Borglum continued brainstorming and ultimately chose the southeast face of Mount Rushmore, named after an attorney who assessed mining claims in the area in the 1880s. With an unencumbered view from various points in the Black Hills, the 450-foot-high mountainside would make the perfect canvas for his project.

Borglum also challenged Robinson’s concept of featuring Western heroes in the stone.

Gutzon Borglum
Gutzon Borglum, date unknown. Photo by Harris & Ewing. Courtesy of the Library of Congress

“I want to create a monument so inspiring that people from all over America will be drawn to come and look and go home better citizens,” he said in 1927. And so he proposed featuring former presidents who he believed could represent the “foundation, preservation, and expansion of the United States.” To do that, he would chisel the likenesses of George Washington, Thomas Jefferson, Abraham Lincoln, and Teddy Roosevelt on the side of the mountain.

The inclusion of Roosevelt, a personal friend of Borglum’s, initially raised eyebrows. But the sculptor was relentless, and eventually, Robinson and others conceded.

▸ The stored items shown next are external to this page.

//! Configuration of a process group
//!
//! A launcher describes the world to every process through environment variables:
//!
//! | Variable | Meaning | Default |
//! |---|---|---|
//! | `SPMD_RANK` | world rank of this process | required when `SPMD_PEERS` is set |
//! | `SPMD_PEERS` | comma-separated `host:port` list, one entry per rank | unset: a world of one |
//! | `SPMD_COLLECTIVES` | `tree` or `linear` | `tree` |
//! | `SPMD_CONNECT_TIMEOUT_MS` | how long to retry connecting to a peer | `30000` |
//! | `SPMD_POLL_INTERVAL_US` | how long blocking calls wait for the fabric per poll | `1000` |

use std::env;
use std::fmt;
use std::net::{SocketAddr, ToSocketAddrs};
use std::str::FromStr;
use std::sync::Arc;
use std::time::Duration;

use crate::collective::{BinomialTree, CollectiveAlgorithms, Linear};
use crate::error::{Error, Result};

const RANK: &str = "SPMD_RANK";
const PEERS: &str = "SPMD_PEERS";
const COLLECTIVES: &str = "SPMD_COLLECTIVES";
const CONNECT_TIMEOUT_MS: &str = "SPMD_CONNECT_TIMEOUT_MS";
const POLL_INTERVAL_US: &str = "SPMD_POLL_INTERVAL_US";

/// Which set of collective algorithms a world uses
///
/// Derived communicators inherit the choice of their parent.
#[derive(Debug, Clone, Copy, PartialEq, Eq, Hash, Default)]
pub enum Collectives {
    /// Root-centric loops, see `collective::Linear`
    Linear,
    /// Logarithmic-depth trees, see `collective::BinomialTree`
    #[default]
    BinomialTree,
}

impl Collectives {
    pub(crate) fn algorithms(self) -> Arc<dyn CollectiveAlgorithms> {
        match self {
            Collectives::Linear => Arc::new(Linear),
            Collectives::BinomialTree => Arc::new(BinomialTree),
        }
    }
}

impl FromStr for Collectives {
    type Err = Error;

    fn from_str(s: &str) -> Result<Self> {
        match s.trim().to_ascii_lowercase().as_str() {
            "linear" => Ok(Collectives::Linear),
            "tree" | "binomial" => Ok(Collectives::BinomialTree),
            other => Err(Error::Config(format!(
                "{}: unknown collective algorithms '{}', expected 'tree' or 'linear'",
                COLLECTIVES, other
            ))),
        }
    }
}

impl fmt::Display for Collectives {
    fn fmt(&self, f: &mut fmt::Formatter<'_>) -> fmt::Result {
        match self {
            Collectives::Linear => write!(f, "linear"),
            Collectives::BinomialTree => write!(f, "tree"),
        }
    }
}

/// Everything needed to join a world
#[derive(Debug, Clone, PartialEq, Eq)]
pub struct Config {
    /// World rank of this process
    pub rank: usize,
    /// Listening address of every rank, in rank order. Empty for a world of one process that
    /// needs no network.
    pub peers: Vec<SocketAddr>,
    /// Collective algorithms of the world
    pub collectives: Collectives,
    /// How long to keep retrying a connection to a peer that is not listening yet
    pub connect_timeout: Duration,
    /// How long a blocking call waits on the fabric before checking for an abort
    pub poll_interval: Duration,
}

impl Default for Config {
    fn default() -> Self {
        Config {
            rank: 0,
            peers: Vec::new(),
            collectives: Collectives::default(),
            connect_timeout: Duration::from_millis(30_000),
            poll_interval: Duration::from_micros(1_000),
        }
    }
}

impl Config {
    /// Reads the configuration from the process environment.
    pub fn from_env() -> Result<Config> {
        Config::from_lookup(|key| env::var(key).ok())
    }

    /// Builds a configuration from `lookup`, which maps variable names to values.
    fn from_lookup<F>(lookup: F) -> Result<Config>
    where
        F: Fn(&str) -> Option<String>,
    {
        let mut config = Config::default();
        if let Some(collectives) = lookup(COLLECTIVES) {
            config.collectives = collectives.parse()?;
        }
        if let Some(ms) = lookup(CONNECT_TIMEOUT_MS) {
            config.connect_timeout = Duration::from_millis(parse_number(CONNECT_TIMEOUT_MS, &ms)?);
        }
        if let Some(us) = lookup(POLL_INTERVAL_US) {
            config.poll_interval = Duration::from_micros(parse_number(POLL_INTERVAL_US, &us)?);
        }
        let rank = lookup(RANK)
            .map(|rank| parse_number(RANK, &rank))
            .transpose()?;
        match lookup(PEERS) {
            Some(peers) => {
                config.peers = parse_peers(&peers)?;
                config.rank = rank.ok_or_else(|| {
                    Error::Config(format!("{} is set but {} is missing", PEERS, RANK))
                })? as usize;
                if config.rank >= config.peers.len() {
                    return Err(Error::Config(format!(
                        "{}={} is outside of a world of {} peers",
                        RANK,
                        config.rank,
                        config.peers.len()
                    )));
                }
            }
            None => {
                if rank.map_or(false, |rank| rank != 0) {
                    return Err(Error::Config(format!(
                        "{} is set without {}",
                        RANK, PEERS
                    )));
                }
            }
        }
        Ok(config)
    }

    /// Number of processes in the world
    pub fn size(&self) -> usize {
        self.peers.len().max(1)
    }
}

fn parse_number(key: &str, value: &str) -> Result<u64> {
    value
        .trim()
        .parse()
        .map_err(|e| Error::Config(format!("{}='{}': {}", key, value, e)))
}

fn parse_peers(value: &str) -> Result<Vec<SocketAddr>> {
    value
        .split(',')
        .map(str::trim)
        .filter(|peer| !peer.is_empty())
        .map(|peer| {
            peer.to_socket_addrs()
                .map_err(|e| Error::Config(format!("{}: cannot resolve '{}': {}", PEERS, peer, e)))?
                .next()
                .ok_or_else(|| {
                    Error::Config(format!("{}: '{}' resolves to no address", PEERS, peer))
                })
        })
        .collect::<Result<Vec<_>>>()
        .and_then(|peers| {
            if peers.is_empty() {
                Err(Error::Config(format!("{} lists no peers", PEERS)))
            } else {
                Ok(peers)
            }
        })
}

By 1929, Borglum also managed to rally support – and funding – in Washington. Congress approved federal matching funds for up to $250,000, or half of the estimated cost of the memorial.

But where Borglum saw a perfect carving block, Native Americans saw hallowed ground.

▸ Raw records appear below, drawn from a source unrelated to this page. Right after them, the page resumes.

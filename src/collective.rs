//! Collective communication
//!
//! Collective operations are called by every member of a communicator together. Buffers are
//! packed into their wire representation, moved by the `CollectiveAlgorithms` of the world and
//! unpacked again, so any datatype that can be sent point to point can take part in a
//! collective.
//!
//! Reductions combine values element by element with an `Operation`. Operations must be
//! associative and commutative; the algorithms are free to combine contributions in any
//! grouping.

use std::fmt;

use conv::ConvUtil;

use crate::datatype::traits::*;
use crate::datatype::{
    pack, pack_mut, unpack_into, DatatypeRef, DynBuffer, DynBufferMut, MutView, Primitive,
    RawDatatype, View,
};
use crate::error::{Error, Result};
use crate::raw::traits::*;
use crate::topology::traits::*;
use crate::topology::{Process, RawCommunicator, Rank};
use crate::Count;

pub mod algorithms;

pub use self::algorithms::{BinomialTree, CollectiveAlgorithms, Linear};

/// Collective communication traits
pub mod traits {
    pub use super::{CommunicatorCollectives, Operation, Root};
}

impl RawCommunicator {
    /// Collects one block of bytes from every member on every member, in rank order.
    pub(crate) fn all_gather_bytes(&self, data: Vec<u8>) -> Result<Vec<Vec<u8>>> {
        self.algorithms().all_gather(self, data)
    }
}

/// Splits a packed buffer of `count` elements into `parts` blocks of equal size.
fn split_blocks(bytes: Vec<u8>, count: Count, parts: Rank) -> Vec<Vec<u8>> {
    assert!(
        parts > 0 && count % parts == 0,
        "A buffer of {} elements cannot be split evenly among {} processes.",
        count,
        parts
    );
    let block = bytes.len() / parts as usize;
    if block == 0 {
        return vec![Vec::new(); parts as usize];
    }
    bytes.chunks_exact(block).map(|b| b.to_vec()).collect()
}

/// Collective communication patterns defined on `Communicator`s
pub trait CommunicatorCollectives: Communicator {
    /// Barrier synchronization among all processes in a `Communicator`
    ///
    /// Partake in a barrier synchronization across all processes in the `Communicator` `&self`.
    ///
    /// Calling processes (or threads within the calling processes) will enter the barrier and block
    /// execution until all processes in the `Communicator` `&self` have entered the barrier.
    ///
    /// # Examples
    ///
    /// See `demos/time.rs`
    fn barrier(&self) -> Result<()> {
        let comm = self.as_raw();
        comm.algorithms().barrier(comm)
    }

    /// Gather contents of buffers on all participating processes.
    ///
    /// After the call completes, the contents of the send `Buffer`s on all processes will be
    /// concatenated into the receive `Buffer`s on all ranks.
    ///
    /// All send `Buffer`s must contain the same count of elements.
    fn all_gather_into<S: ?Sized, R: ?Sized>(&self, sendbuf: &S, recvbuf: &mut R) -> Result<()>
    where
        S: Buffer,
        R: BufferMut,
    {
        let blocks = self.as_raw().all_gather_bytes(pack(sendbuf))?;
        unpack_into(&blocks.concat(), recvbuf).map(|_| ())
    }

    /// Distribute the send `Buffer`s from all processes to the receive `Buffer`s on all
    /// processes.
    ///
    /// Each process sends and receives the same count of elements to and from each process: the
    /// `i`th block of the send buffer on process `j` ends up as the `j`th block of the receive
    /// buffer on process `i`.
    ///
    /// # Panics
    ///
    /// If the send buffer cannot be split evenly among the processes.
    fn all_to_all_into<S: ?Sized, R: ?Sized>(&self, sendbuf: &S, recvbuf: &mut R) -> Result<()>
    where
        S: Buffer,
        R: BufferMut,
    {
        let comm = self.as_raw();
        let blocks = split_blocks(pack(sendbuf), sendbuf.count(), comm.size());
        let received = comm.algorithms().all_to_all(comm, blocks)?;
        unpack_into(&received.concat(), recvbuf).map(|_| ())
    }

    /// Performs a global reduction under the operation `op` of the input data in `sendbuf` and
    /// stores the result in `recvbuf` on all processes.
    ///
    /// # Examples
    ///
    /// See `demos/collectives.rs`
    fn all_reduce_into<S: ?Sized, R: ?Sized, O>(&self, sendbuf: &S, recvbuf: &mut R, op: O) -> Result<()>
    where
        S: Buffer,
        R: BufferMut,
        O: Operation,
    {
        let comm = self.as_raw();
        let datatype = sendbuf.as_datatype().as_raw().clone();
        op.check(&datatype)?;
        let combine = |lower: &[u8], higher: &mut [u8]| op.apply(lower, higher, &datatype);
        let result = comm.algorithms().all_reduce(comm, pack(sendbuf), &combine)?;
        unpack_into(&result, recvbuf).map(|_| ())
    }

    /// Performs a global inclusive prefix reduction of the data in `sendbuf` into `recvbuf` under
    /// operation `op`.
    ///
    /// Process `i` receives the combination of the values of processes `0..=i`.
    fn scan_into<S: ?Sized, R: ?Sized, O>(&self, sendbuf: &S, recvbuf: &mut R, op: O) -> Result<()>
    where
        S: Buffer,
        R: BufferMut,
        O: Operation,
    {
        let comm = self.as_raw();
        let datatype = sendbuf.as_datatype().as_raw().clone();
        op.check(&datatype)?;
        let combine = |lower: &[u8], higher: &mut [u8]| op.apply(lower, higher, &datatype);
        let result = comm.algorithms().scan(comm, pack(sendbuf), &combine)?;
        unpack_into(&result, recvbuf).map(|_| ())
    }

    /// Performs a global exclusive prefix reduction of the data in `sendbuf` into `recvbuf` under
    /// operation `op`.
    ///
    /// Process `i` receives the combination of the values of processes `0..i`. The receive buffer
    /// of process 0 is left untouched.
    fn exclusive_scan_into<S: ?Sized, R: ?Sized, O>(
        &self,
        sendbuf: &S,
        recvbuf: &mut R,
        op: O,
    ) -> Result<()>
    where
        S: Buffer,
        R: BufferMut,
        O: Operation,
    {
        let comm = self.as_raw();
        let datatype = sendbuf.as_datatype().as_raw().clone();
        op.check(&datatype)?;
        let combine = |lower: &[u8], higher: &mut [u8]| op.apply(lower, higher, &datatype);
        match comm.algorithms().exclusive_scan(comm, pack(sendbuf), &combine)? {
            Some(result) => unpack_into(&result, recvbuf).map(|_| ()),
            None => Ok(()),
        }
    }
}

impl<C: Communicator> CommunicatorCollectives for C {}

/// Something that can take the role of 'root' in a collective operation.
///
/// Many collective operations define a 'root' process that takes a special role in the
/// communication. These collective operations are implemented as default methods of this trait.
pub trait Root: AsCommunicator {
    /// Rank of the root process
    fn root_rank(&self) -> Rank;

    /// Broadcast of the contents of a buffer
    ///
    /// After the call completes, the `Buffer` on all processes in the `Communicator` of the `Root`
    /// `&self` will contain what it contains on the `Root`.
    ///
    /// # Examples
    ///
    /// See `demos/collectives.rs`
    fn broadcast_into<Buf: ?Sized>(&self, buffer: &mut Buf) -> Result<()>
    where
        Buf: BufferMut,
    {
        let comm = self.as_communicator().as_raw();
        let root = self.root_rank();
        let mut data = if comm.rank() == root {
            pack_mut(buffer)
        } else {
            Vec::new()
        };
        comm.algorithms().broadcast(comm, root, &mut data)?;
        if comm.rank() != root {
            unpack_into(&data, buffer)?;
        }
        Ok(())
    }

    /// Gather contents of buffers on `Root`.
    ///
    /// After the call completes, the contents of the `Buffer`s on all ranks will be
    /// concatenated into the `Buffer` on `Root`.
    ///
    /// All send `Buffer`s must have the same count of elements.
    ///
    /// This function must be called on all non-root processes.
    fn gather_into<S: ?Sized>(&self, sendbuf: &S) -> Result<()>
    where
        S: Buffer,
    {
        let comm = self.as_communicator().as_raw();
        assert_ne!(comm.rank(), self.root_rank());
        comm.algorithms()
            .gather(comm, self.root_rank(), pack(sendbuf))
            .map(|_| ())
    }

    /// Gather contents of buffers on `Root`.
    ///
    /// After the call completes, the contents of the `Buffer`s on all ranks will be
    /// concatenated into the `Buffer` on `Root`.
    ///
    /// All send `Buffer`s must have the same count of elements.
    ///
    /// This function must be called on the root process.
    ///
    /// # Examples
    ///
    /// See `demos/collectives.rs`
    fn gather_into_root<S: ?Sized, R: ?Sized>(&self, sendbuf: &S, recvbuf: &mut R) -> Result<()>
    where
        S: Buffer,
        R: BufferMut,
    {
        let comm = self.as_communicator().as_raw();
        assert_eq!(comm.rank(), self.root_rank());
        let blocks = comm
            .algorithms()
            .gather(comm, self.root_rank(), pack(sendbuf))?
            .unwrap_or_default();
        unpack_into(&blocks.concat(), recvbuf).map(|_| ())
    }

    /// Scatter contents of a buffer on the root process to all processes.
    ///
    /// After the call completes each participating process will have received a part of the send
    /// `Buffer` on the root process.
    ///
    /// This function must be called on all non-root processes.
    fn scatter_into<R: ?Sized>(&self, recvbuf: &mut R) -> Result<()>
    where
        R: BufferMut,
    {
        let comm = self.as_communicator().as_raw();
        assert_ne!(comm.rank(), self.root_rank());
        let data = comm.algorithms().scatter(comm, self.root_rank(), None)?;
        unpack_into(&data, recvbuf).map(|_| ())
    }

    /// Scatter contents of a buffer on the root process to all processes.
    ///
    /// After the call completes each participating process will have received a part of the send
    /// `Buffer` on the root process. Process `i` receives the `i`th of `size` equal parts.
    ///
    /// This function must be called on the root process.
    ///
    /// # Panics
    ///
    /// If the send buffer cannot be split evenly among the processes.
    ///
    /// # Examples
    ///
    /// See `demos/collectives.rs`
    fn scatter_into_root<S: ?Sized, R: ?Sized>(&self, sendbuf: &S, recvbuf: &mut R) -> Result<()>
    where
        S: Buffer,
        R: BufferMut,
    {
        let comm = self.as_communicator().as_raw();
        assert_eq!(comm.rank(), self.root_rank());
        let blocks = split_blocks(pack(sendbuf), sendbuf.count(), comm.size());
        let data = comm
            .algorithms()
            .scatter(comm, self.root_rank(), Some(blocks))?;
        unpack_into(&data, recvbuf).map(|_| ())
    }

    /// Performs a global reduction under the operation `op` of the input data in `sendbuf` and
    /// stores the result on the `Root` process.
    ///
    /// This function must be called on all non-root processes.
    fn reduce_into<S: ?Sized, O>(&self, sendbuf: &S, op: O) -> Result<()>
    where
        S: Buffer,
        O: Operation,
    {
        let comm = self.as_communicator().as_raw();
        assert_ne!(comm.rank(), self.root_rank());
        let datatype = sendbuf.as_datatype().as_raw().clone();
        op.check(&datatype)?;
        let combine = |lower: &[u8], higher: &mut [u8]| op.apply(lower, higher, &datatype);
        comm.algorithms()
            .reduce(comm, self.root_rank(), pack(sendbuf), &combine)
            .map(|_| ())
    }

    /// Performs a global reduction under the operation `op` of the input data in `sendbuf` and
    /// stores the result on the `Root` process.
    ///
    /// This function must be called on the root process.
    ///
    /// # Examples
    ///
    /// See `demos/collectives.rs`
    fn reduce_into_root<S: ?Sized, R: ?Sized, O>(&self, sendbuf: &S, recvbuf: &mut R, op: O) -> Result<()>
    where
        S: Buffer,
        R: BufferMut,
        O: Operation,
    {
        let comm = self.as_communicator().as_raw();
        assert_eq!(comm.rank(), self.root_rank());
        let datatype = sendbuf.as_datatype().as_raw().clone();
        op.check(&datatype)?;
        let combine = |lower: &[u8], higher: &mut [u8]| op.apply(lower, higher, &datatype);
        match comm
            .algorithms()
            .reduce(comm, self.root_rank(), pack(sendbuf), &combine)?
        {
            Some(result) => unpack_into(&result, recvbuf).map(|_| ()),
            None => Ok(()),
        }
    }
}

Many local Lakota see the carving of four white men into the side of their sacred land as just another insult in a long history of broken promises and injustices.

Honoring Crazy Horse
Lula Red Cloud, great-great-granddaughter of Oglala Lakota Chief Red Cloud, explains what she sees as the relevance of honoring Lakota warrior Crazy Horse with a larger-than-life monument in the Black Hills of South Dakota.

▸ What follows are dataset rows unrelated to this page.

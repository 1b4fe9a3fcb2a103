#![recursion_limit = "256"]

//! `#[derive(Equivalence)]` for structs whose fields are themselves `Equivalence` types.
//!
//! The generated datatype is built once per process and shared. If the `spmd` crate is renamed
//! in `Cargo.toml`, point the macro at it with `#[spmd(crate = "::renamed")]`.

type TokenStream1 = proc_macro::TokenStream;
type TokenStream2 = proc_macro2::TokenStream;

use quote::quote;
use syn::{Fields, Type};

#[proc_macro_derive(Equivalence, attributes(spmd))]
pub fn create_user_datatype(input: TokenStream1) -> TokenStream1 {
    let ast: syn::DeriveInput = syn::parse(input).expect("Couldn't parse struct");
    let krate = match crate_path(&ast.attrs) {
        Ok(krate) => krate,
        Err(e) => return e.to_compile_error().into(),
    };
    let result = match ast.data {
        syn::Data::Enum(_) => panic!("#[derive(Equivalence)] is not compatible with enums"),
        syn::Data::Union(_) => panic!("#[derive(Equivalence)] is not compatible with unions"),
        syn::Data::Struct(ref s) => equivalence_for_struct(&krate, &ast, &s.fields),
    };
    result.into()
}

/// Path of the `spmd` crate, `::spmd` unless overridden by `#[spmd(crate = "...")]`.
fn crate_path(attrs: &[syn::Attribute]) -> syn::Result<syn::Path> {
    let mut krate: syn::Path = syn::parse_quote!(::spmd);
    for attr in attrs.iter().filter(|attr| attr.path().is_ident("spmd")) {
        attr.parse_nested_meta(|meta| {
            if meta.path.is_ident("crate") {
                let path: syn::LitStr = meta.value()?.parse()?;
                krate = path.parse()?;
                Ok(())
            } else {
                Err(meta.error("unsupported spmd attribute, expected `crate = \"...\"`"))
            }
        })?;
    }
    Ok(krate)
}

fn offset_of(
    krate: &syn::Path,
    type_ident: &dyn quote::ToTokens,
    field_name: &dyn quote::ToTokens,
) -> TokenStream2 {
    quote!(#krate::internal::memoffset::offset_of!(#type_ident, #field_name))
}

fn equivalence_for_tuple_field(krate: &syn::Path, type_tuple: &syn::TypeTuple) -> TokenStream2 {
    let field_blocklengths = type_tuple.elems.iter().map(|_| quote! {1 as #krate::Count});
    let blocklengths = quote! {[#(#field_blocklengths),*]};

    let field_displacements = type_tuple.elems.iter().enumerate().map(|(i, _)| {
        let field = syn::Index::from(i);
        quote!(#krate::internal::memoffset::offset_of_tuple!(#type_tuple, #field))
    });
    let displacements = quote! {[#(#field_displacements as #krate::Address),*]};

    let field_datatypes = type_tuple
        .elems
        .iter()
        .map(|elem| equivalence_for_type(krate, elem));
    let datatypes =
        quote! {[#(#krate::datatype::UncommittedDatatypeRef::from(#field_datatypes)),*]};

    quote! {
        &#krate::datatype::UncommittedUserDatatype::structured(
            &#blocklengths,
            &#displacements,
            &#datatypes,
        )
    }
}

fn equivalence_for_array_field(krate: &syn::Path, type_array: &syn::TypeArray) -> TokenStream2 {
    let ty = equivalence_for_type(krate, &type_array.elem);
    let len = &type_array.len;
    quote! {
        &#krate::datatype::UncommittedUserDatatype::contiguous(
            (#len) as #krate::Count,
            &#krate::datatype::UncommittedDatatypeRef::from(#ty),
        )
    }
}

fn equivalence_for_type(krate: &syn::Path, ty: &syn::Type) -> TokenStream2 {
    match ty {
        Type::Path(ref type_path) => quote!(
                <#type_path as #krate::datatype::Equivalence>::equivalent_datatype()),
        Type::Tuple(ref type_tuple) => equivalence_for_tuple_field(krate, type_tuple),
        Type::Array(ref type_array) => equivalence_for_array_field(krate, type_array),
        Type::Paren(ref paren) => equivalence_for_type(krate, &paren.elem),
        _ => panic!("Unsupported type!"),
    }
}

fn equivalence_for_struct(
    krate: &syn::Path,
    ast: &syn::DeriveInput,
    fields: &Fields,
) -> TokenStream2 {
    let ident = &ast.ident;

    let field_blocklengths = fields.iter().map(|_| quote! {1 as #krate::Count});
    let blocklengths = quote! {[#(#field_blocklengths),*]};

    let field_displacements: Vec<_> = match fields {
        Fields::Named(ref fields) => fields
            .named
            .iter()
            .map(|field| offset_of(krate, &ident, field.ident.as_ref().unwrap()))
            .collect(),
        Fields::Unnamed(ref fields) => fields
            .unnamed
            .iter()
            .enumerate()
            .map(|(i, _)| offset_of(krate, &ident, &syn::Index::from(i)))
            .collect(),
        Fields::Unit => vec![],
    };

    let displacements = quote! {[#(#field_displacements as #krate::Address),*]};

    let field_datatypes = fields.iter().map(|field| equivalence_for_type(krate, &field.ty));
    let datatypes =
        quote! {[#(#krate::datatype::UncommittedDatatypeRef::from(#field_datatypes)),*]};

    quote! {
        unsafe impl #krate::datatype::Equivalence for #ident {
            type Out = #krate::datatype::DatatypeRef<'static>;
            fn equivalent_datatype() -> Self::Out {
                use #krate::raw::AsRaw;

                static DATATYPE: #krate::internal::once_cell::sync::OnceCell<
                    #krate::datatype::UserDatatype,
                > = #krate::internal::once_cell::sync::OnceCell::new();

                let datatype = DATATYPE.get_or_init(|| {
                    #krate::datatype::UserDatatype::structured::<
                        #krate::datatype::UncommittedDatatypeRef,
                    >(&#blocklengths, &#displacements, &#datatypes)
                });

                #krate::datatype::DatatypeRef::from_raw(datatype.as_raw().clone())
            }
        }
    }
}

The United States declared the Black Hills to be Lakota land in the 1868 Treaty of Fort Laramie. But just a decade later, after gold was discovered in the Black Hills, U.S. authorities changed their minds. They fought for ownership of the Black Hills in the Great Sioux War of 1876, forcing the Lakota to surrender the Black Hills to the U.S. government the following year.

Soon after Borglum’s men began carving the side of Mount Rushmore, Lakota Chief Henry Standing Bear hired his own artist to carve an even bigger monument to the legendary Lakota leader Chief Crazy Horse. That project continues to this day, funded entirely by private citizens, on a cliff just 15 miles from Mount Rushmore.

Lakota Chief Henry Standing Bear and sculptor Korczak Ziolkowski
Lakota Chief Henry Standing Bear and sculptor Korczak Ziolkowski stand in 1948 by a model of the Crazy Horse Memorial near its future site. Courtesy of the Crazy Horse Memorial Foundation

Meanwhile, it took fourteen years for approximately 400 workers to blast several tons of granite from the side of Mount Rushmore. The final sculpture was much different than Borglum originally envisioned. A combination of depleted funds, cracked granite, and overly ambitious plans required Borglum to change his design and scrap plans to etch a 500-word history of the United States into the stone.

And although Borglum intended to carve the presidents all the way down to their waists and build a hall of records to house the American Constitution and other historically relevant artifacts inside the mountain, he ran out of time. On his way to lobby Congress for additional appropriations in 1941, the sculptor died suddenly after an emergency surgery in Chicago.

After his father’s death, Lincoln Borglum used the project’s remaining $50,000 to complete some detail work and clean up the site. He then declared the project complete.

Today, park rangers include the Lakota perspective – as well as the history of the monument and the artist who created it – in the telling of Mount Rushmore’s history.

And in fulfillment of Doane Robinson’s original vision, the site sees a lot of traffic – cars, tour buses, and motorcycles carry an estimated three million visitors annually to the Black Hills, making it perhaps the most successful roadside attraction in America.